During the early months of Covid–19 onslaught, painter Davit Kochunts used the seemingly interminably suspended time as an opportunity to forensically investigate his environment. The home, the street, the bed, the TV screen, classical art and traditional culture become symptoms of a dying and metamorphosing actuality, which are resurrected in the artist’s perception as newly reimagined image-artefacts.

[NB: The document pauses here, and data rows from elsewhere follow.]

use std::time::{Duration, Instant};

use rand_core::{OsRng, RngCore};

use crate::destination::{DestinationName, PlainInputDestination};
use crate::error::RnsError;
use crate::hash::{AddressHash, ADDRESS_HASH_SIZE};

pub const MAX_PATH_REQUESTS: usize = 8;
const PATH_REQUEST_TAG_LENGTH: usize = 8;

/// The well-known plain destination path requests are sent to.
pub fn path_request_destination() -> AddressHash {
    PlainInputDestination::new(DestinationName::new("rnstransport", "path.request"))
        .desc
        .address_hash
}

/// Path request body: the queried hash plus a random tag so repeated
/// queries survive the dedupe ring.
pub fn encode_path_request(destination: &AddressHash) -> Vec<u8> {
    let mut out = Vec::with_capacity(ADDRESS_HASH_SIZE + PATH_REQUEST_TAG_LENGTH);
    out.extend_from_slice(destination.as_slice());

    let mut tag = [0u8; PATH_REQUEST_TAG_LENGTH];
    OsRng.fill_bytes(&mut tag);
    out.extend_from_slice(&tag);

    out
}

pub fn decode_path_request(data: &[u8]) -> Result<AddressHash, RnsError> {
    AddressHash::read_from(data)
}

struct PathRequest {
    destination: AddressHash,
    requested_at: Instant,
    timeout: Duration,
}

/// Outstanding local path queries (capacity 8, reject on overflow).
pub struct PathRequestTable {
    entries: Vec<PathRequest>,
}

impl PathRequestTable {
    pub fn new() -> Self {
        Self { entries: Vec::new() }
    }

    pub fn len(&self) -> usize {
        self.entries.len()
    }

    pub fn add(&mut self, destination: AddressHash, timeout: Duration) -> Result<(), RnsError> {
        if self.entries.iter().any(|entry| entry.destination == destination) {
            return Ok(());
        }
        if self.entries.len() >= MAX_PATH_REQUESTS {
            return Err(RnsError::Capacity);
        }
        self.entries.push(PathRequest { destination, requested_at: Instant::now(), timeout });
        Ok(())
    }

    /// Clears a query answered by an incoming announce.
    pub fn resolve(&mut self, destination: &AddressHash) -> bool {
        let before = self.entries.len();
        self.entries.retain(|entry| entry.destination != *destination);
        self.entries.len() != before
    }

    /// Removes and returns every query past its deadline.
    pub fn sweep(&mut self, now: Instant) -> Vec<AddressHash> {
        let mut timed_out = Vec::new();
        let mut index = 0;
        while index < self.entries.len() {
            let entry = &self.entries[index];
            if now.duration_since(entry.requested_at) >= entry.timeout {
                timed_out.push(self.entries.swap_remove(index).destination);
            } else {
                index += 1;
            }
        }
        timed_out
    }
}

impl Default for PathRequestTable {
    fn default() -> Self {
        Self::new()
    }
}

#[cfg(test)]
mod tests {
    use std::time::{Duration, Instant};

    use super::{
        decode_path_request, encode_path_request, path_request_destination, PathRequestTable,
        MAX_PATH_REQUESTS,
    };
    use crate::hash::AddressHash;

    #[test]
    fn request_body_roundtrip() {
        let destination = AddressHash::from([5u8; 16]);

        let body = encode_path_request(&destination);
        assert_eq!(decode_path_request(&body).expect("decode"), destination);

        // Tags differ between requests for dedupe purposes.
        assert_ne!(body, encode_path_request(&destination));
    }

    #[test]
    fn destination_hash_is_stable() {
        assert_eq!(path_request_destination(), path_request_destination());
    }

    #[test]
    fn table_capacity_and_timeouts() {
        let mut table = PathRequestTable::new();

        for i in 0..MAX_PATH_REQUESTS {
            table
                .add(AddressHash::from([i as u8; 16]), Duration::from_secs(1))
                .expect("within capacity");
        }
        assert!(table.add(AddressHash::from([0xEE; 16]), Duration::from_secs(1)).is_err());

        let resolved = table.resolve(&AddressHash::from([0u8; 16]));
        assert!(resolved);
        assert_eq!(table.len(), MAX_PATH_REQUESTS - 1);

        let timed_out = table.sweep(Instant::now() + Duration::from_secs(5));
        assert_eq!(timed_out.len(), MAX_PATH_REQUESTS - 1);
        assert_eq!(table.len(), 0);
    }
}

The Date Unknown series began from sketches penned in school notebooks and was finished after the artist returned from the 2020 war in Artsakh. In these works, Kochunts appears to ‘relearn’ how to structure the nodes of normality and the everyday, following a great calamity. Forming the basis of all his canvases, the exposed white background and the grid – two of the key tools of modernist and conceptual art – are employed by Kochunts as a mechanism for deconstruction and reconstruction. The banal and the ordinary transmute into forms with peculiar power, since the artist imbues them with confounding sensual qualities. This is a vision of a world in flux, mired in confusion and apathetic spectacle. But underneath all the frightening metaphors that these paintings evoke is a more heartening core – the politics of sincerity and lack of heroic posturing. Kochunts’ approachable, Pop-art style and witty humor encourages the viewer to get into a dialogue about shared anxieties, and be frank about our own fragility and hidden impulses.
In the amorphous flow of post-war dejection, where everything stands to lose meaning, art comes not so much as a device for representation or reflection, but as a rescue ring, which collates the fragments of reality into a new intellectual and, especially, communicational system. Thus, with his inaugural solo exhibition, Kochunts imaginatively reinstates painting as a force that can resist the whirlpool of history, and help us crystalize and mend the aftermath of the chaos.